As population ages, even small changes affect incidence, study finds
Numerous lifestyle factors affect older adults’ risk of diabetes, a new study finds.
U.S. researchers analyzed the link between lifestyle and incidence of diabetes over 10 years in 4,883 men and women aged 65 and older. The lifestyle factors examined included physical activity, dietary habits, tobacco and alcohol use, and amount of body fat.
The study authors found that each of these lifestyle factors was independently associated with incidence of diabetes. Overall, each positive score in a lifestyle factor was associated with a 35 percent lower risk of diabetes among those with a low-risk lifestyle.
People with good physical activity and dietary habits had a 46 percent lower incidence of diabetes. Those classified as low-risk based on their physical activity, dietary habits, smoking habits, and alcohol consumption had an 82 percent lower incidence of diabetes. Not having those four low-risk lifestyle habits appeared to be associated with 80 percent of new cases of diabetes.
People who had those four low-risk lifestyle habits — and also weren’t overweight or didn’t have a large waist circumference — were 89 percent less likely to develop diabetes.
The study is published in the April 27 issue of the Archives of Internal Medicine.

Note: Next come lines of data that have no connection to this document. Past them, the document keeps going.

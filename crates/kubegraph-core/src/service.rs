//! Read-side API over published snapshots.
//!
//! A [`GraphView`] is computed once per (snapshot version, filter) and
//! cached. Exports are rendered from the cached view, so what is exported
//! is exactly what is displayed.

use chrono::{DateTime, Utc};
use futures::stream::{self, BoxStream, StreamExt};
use lru::LruCache;
use serde::Serialize;
use std::num::NonZeroUsize;
use std::sync::{Arc, Mutex};
use thiserror::Error;
use tokio::sync::{broadcast, watch};
use tokio_stream::wrappers::BroadcastStream;
use tokio_util::sync::CancellationToken;
use tracing::{debug, info};
use uuid::Uuid;

use crate::config::{Config, ConfigError};
use crate::engine::TopologyEngine;
use crate::export::{self, ExportError, ExportFormat, Scene};
use crate::history::{SnapshotRecord, SnapshotRef, SnapshotStore, StorageError, TimeRange};
use crate::layout::{Layout, LayoutEngine, LayoutSeed};
use crate::model::{Edge, Node};
use crate::projection::{self, GraphFilter, ProjectionError};
use crate::store::{GraphDelta, GraphSnapshot};
use crate::validate::{ValidationReport, Validator, Violation, ViolationCode};

#[derive(Debug, Error)]
pub enum ServiceError {
    #[error("Request cancelled")]
    Cancelled,

    #[error(transparent)]
    Projection(ProjectionError),

    #[error(transparent)]
    Export(#[from] ExportError),

    #[error(transparent)]
    Storage(#[from] StorageError),

    #[error("Worker task failed: {0}")]
    Worker(String),
}

impl From<ProjectionError> for ServiceError {
    fn from(err: ProjectionError) -> Self {
        match err {
            ProjectionError::Cancelled => Self::Cancelled,
            other => Self::Projection(other),
        }
    }
}

/// A filtered graph with the layout every consumer of it shares.
#[derive(Debug, Clone, Serialize)]
#[serde(rename_all = "camelCase")]
pub struct GraphView {
    pub version: u64,
    pub filter: GraphFilter,
    pub nodes: Vec<Node>,
    pub edges: Vec<Edge>,
    pub layout: Layout,
    pub layout_seed: LayoutSeed,
    pub validation: ValidationReport,
    /// The node cap cut the view short.
    pub truncated: bool,
    pub generated_at: DateTime<Utc>,
}

impl GraphView {
    pub fn scene(&self) -> Scene<'_> {
        Scene::new(&self.nodes, &self.edges, &self.layout)
    }
}

type ViewKey = (u64, GraphFilter);

/// Views kept per service, least recently used first out.
pub const VIEW_CACHE_CAPACITY: usize = 16;

/// Serves views, exports, deltas and snapshot history.
pub struct TopologyService {
    snapshots: watch::Receiver<Arc<GraphSnapshot>>,
    deltas: Option<broadcast::Sender<GraphDelta>>,
    layout: LayoutEngine,
    seed: Option<LayoutSeed>,
    max_nodes: usize,
    history: Arc<dyn SnapshotStore>,
    views: Mutex<LruCache<ViewKey, Arc<GraphView>>>,
}

impl TopologyService {
    /// Serve the snapshots published by a running engine.
    pub fn new(engine: &TopologyEngine, history: Arc<dyn SnapshotStore>, config: &Config) -> Result<Self, ConfigError> {
        let mut service = Self::with_receiver(engine.watch_snapshots(), history, config)?;
        service.deltas = Some(engine.delta_sender());
        Ok(service)
    }

    /// Serve one fixed snapshot, e.g. a graph built offline.
    pub fn from_snapshot(
        snapshot: GraphSnapshot,
        history: Arc<dyn SnapshotStore>,
        config: &Config,
    ) -> Result<Self, ConfigError> {
        let (_, rx) = watch::channel(Arc::new(snapshot));
        Self::with_receiver(rx, history, config)
    }

    fn with_receiver(
        snapshots: watch::Receiver<Arc<GraphSnapshot>>,
        history: Arc<dyn SnapshotStore>,
        config: &Config,
    ) -> Result<Self, ConfigError> {
        Ok(Self {
            snapshots,
            deltas: None,
            layout: LayoutEngine::from_config(&config.layout)?,
            seed: config.layout.seed(),
            max_nodes: config.export.max_nodes,
            history,
            views: Mutex::new(LruCache::new(
                NonZeroUsize::new(VIEW_CACHE_CAPACITY).unwrap_or(NonZeroUsize::MIN),
            )),
        })
    }

    pub fn with_layout(mut self, layout: LayoutEngine) -> Self {
        self.layout = layout;
        self
    }

    /// Latest snapshot the service can see.
    pub fn current_snapshot(&self) -> Arc<GraphSnapshot> {
        self.snapshots.borrow().clone()
    }

    /// The current graph narrowed by `filter`, laid out and validated.
    pub async fn get_current_graph(
        &self,
        filter: &GraphFilter,
        cancel: &CancellationToken,
    ) -> Result<Arc<GraphView>, ServiceError> {
        let snapshot = self.current_snapshot();
        let key = (snapshot.version(), filter.clone());
        if let Some(view) = self.cached(&key) {
            return Ok(view);
        }

        let job = ViewJob {
            snapshot,
            filter: filter.clone(),
            layout: self.layout.clone(),
            seed: self.seed.clone(),
            max_nodes: self.max_nodes,
            cancel: cancel.clone(),
        };
        let task = tokio::task::spawn_blocking(move || job.run());
        let view = tokio::select! {
            _ = cancel.cancelled() => return Err(ServiceError::Cancelled),
            joined = task => joined.map_err(|e| ServiceError::Worker(e.to_string()))??,
        };
        if cancel.is_cancelled() {
            return Err(ServiceError::Cancelled);
        }

        let mut views = self.views.lock().unwrap_or_else(|e| e.into_inner());
        // Views for older versions can no longer be requested.
        let stale: Vec<ViewKey> = views
            .iter()
            .filter(|((version, _), _)| *version < key.0)
            .map(|(k, _)| k.clone())
            .collect();
        for k in &stale {
            views.pop(k);
        }
        // A concurrent request may have filled the slot first.
        let view = match views.get(&key) {
            Some(existing) => existing.clone(),
            None => {
                let view = Arc::new(view);
                views.put(key, Arc::clone(&view));
                view
            }
        };
        debug!(version = view.version, nodes = view.nodes.len(), "Computed graph view");
        Ok(view)
    }

    fn cached(&self, key: &ViewKey) -> Option<Arc<GraphView>> {
        let mut views = self.views.lock().unwrap_or_else(|e| e.into_inner());
        views.get(key).cloned()
    }

    /// Number of views currently cached.
    pub fn cached_views(&self) -> usize {
        self.views.lock().unwrap_or_else(|e| e.into_inner()).len()
    }

    /// Render the live view for `filter` in `format`.
    pub async fn render_export(
        &self,
        format: ExportFormat,
        filter: &GraphFilter,
        cancel: &CancellationToken,
    ) -> Result<Vec<u8>, ServiceError> {
        let view = self.get_current_graph(filter, cancel).await?;
        let task = tokio::task::spawn_blocking(move || export::render(format, &view.scene()));
        tokio::select! {
            _ = cancel.cancelled() => Err(ServiceError::Cancelled),
            joined = task => Ok(joined.map_err(|e| ServiceError::Worker(e.to_string()))??),
        }
    }

    /// Persist the unfiltered current graph and its layout.
    ///
    /// History always holds the whole graph. The node cap only bounds served
    /// views, so a truncated view is laid out again without it.
    pub async fn persist_snapshot(&self) -> Result<SnapshotRef, ServiceError> {
        let cancel = CancellationToken::new();
        let mut view = self.get_current_graph(&GraphFilter::all(), &cancel).await?;
        if view.truncated {
            let job = ViewJob {
                snapshot: self.current_snapshot(),
                filter: GraphFilter::all(),
                layout: self.layout.clone(),
                seed: self.seed.clone(),
                max_nodes: usize::MAX,
                cancel,
            };
            let full = tokio::task::spawn_blocking(move || job.run())
                .await
                .map_err(|e| ServiceError::Worker(e.to_string()))??;
            debug!(shown = view.nodes.len(), total = full.nodes.len(), "Persisting graph beyond the view cap");
            view = Arc::new(full);
        }

        let record = SnapshotRecord {
            id: Uuid::new_v4(),
            timestamp: Utc::now(),
            version: view.version,
            nodes: view.nodes.clone(),
            edges: view.edges.clone(),
            layout_seed: view.layout_seed.clone(),
            positions: view.layout.positions.clone(),
        };
        let saved = self.history.save(&record).await?;
        info!(id = %saved.id, version = saved.version, nodes = saved.node_count, "Snapshot persisted");
        Ok(saved)
    }

    /// Persisted snapshots within `range`, oldest first.
    pub async fn snapshot_history(&self, range: TimeRange) -> Result<Vec<SnapshotRef>, ServiceError> {
        Ok(self.history.list(range).await?)
    }

    pub async fn load_snapshot(&self, id: Uuid) -> Result<SnapshotRecord, ServiceError> {
        Ok(self.history.load(id).await?)
    }

    /// Incremental changes published from now on. Empty when the service
    /// is not attached to a running engine.
    pub fn stream_graph_deltas(&self) -> BoxStream<'static, GraphDelta> {
        match &self.deltas {
            Some(tx) => BroadcastStream::new(tx.subscribe())
                .filter_map(|item| async move { item.ok() })
                .boxed(),
            None => stream::empty().boxed(),
        }
    }
}

struct ViewJob {
    snapshot: Arc<GraphSnapshot>,
    filter: GraphFilter,
    layout: LayoutEngine,
    seed: Option<LayoutSeed>,
    max_nodes: usize,
    cancel: CancellationToken,
}

impl ViewJob {
    fn run(self) -> Result<GraphView, ServiceError> {
        let mut projection = projection::project(&self.snapshot, &self.filter, &self.cancel)?;

        let total = projection.nodes.len();
        let truncated = total > self.max_nodes;
        if truncated {
            // Keep focus nodes, then the rest in id order.
            let (mut kept, rest): (Vec<Node>, Vec<Node>) =
                projection.nodes.into_iter().partition(|n| projection.exempt.contains(&n.id));
            let room = self.max_nodes.saturating_sub(kept.len());
            kept.extend(rest.into_iter().take(room));
            kept.sort_by(|a, b| a.id.cmp(&b.id));
            let ids: std::collections::BTreeSet<_> = kept.iter().map(|n| n.id.clone()).collect();
            projection.edges.retain(|e| ids.contains(&e.source) && ids.contains(&e.target));
            projection.nodes = kept;
        }
        if self.cancel.is_cancelled() {
            return Err(ServiceError::Cancelled);
        }

        let layout = self
            .layout
            .layout(&projection.nodes, &projection.edges, self.seed.clone());

        let mut validation = Validator::new()
            .exempting(projection.exempt.iter().cloned())
            .validate(&projection.nodes, &projection.edges);
        if truncated {
            validation.push(Violation {
                code: ViolationCode::NodeLimit,
                message: format!("view truncated to {} of {} nodes", self.max_nodes, total),
                node: None,
                edge: None,
            });
        }

        Ok(GraphView {
            version: self.snapshot.version(),
            filter: self.filter,
            nodes: projection.nodes,
            edges: projection.edges,
            layout_seed: layout.seed.clone(),
            layout,
            validation,
            truncated,
            generated_at: Utc::now(),
        })
    }
}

“These findings provide an estimate of the public health burden of combined non-optimal lifestyle risk factors for incidence of diabetes in older adults, the fastest-growing segment of the U.S. population. Our findings suggest that, even later in life, the great majority of cases of diabetes are related to lifestyle factors,” wrote the researchers from Harvard Medical School and the Cardiovascular Health Study.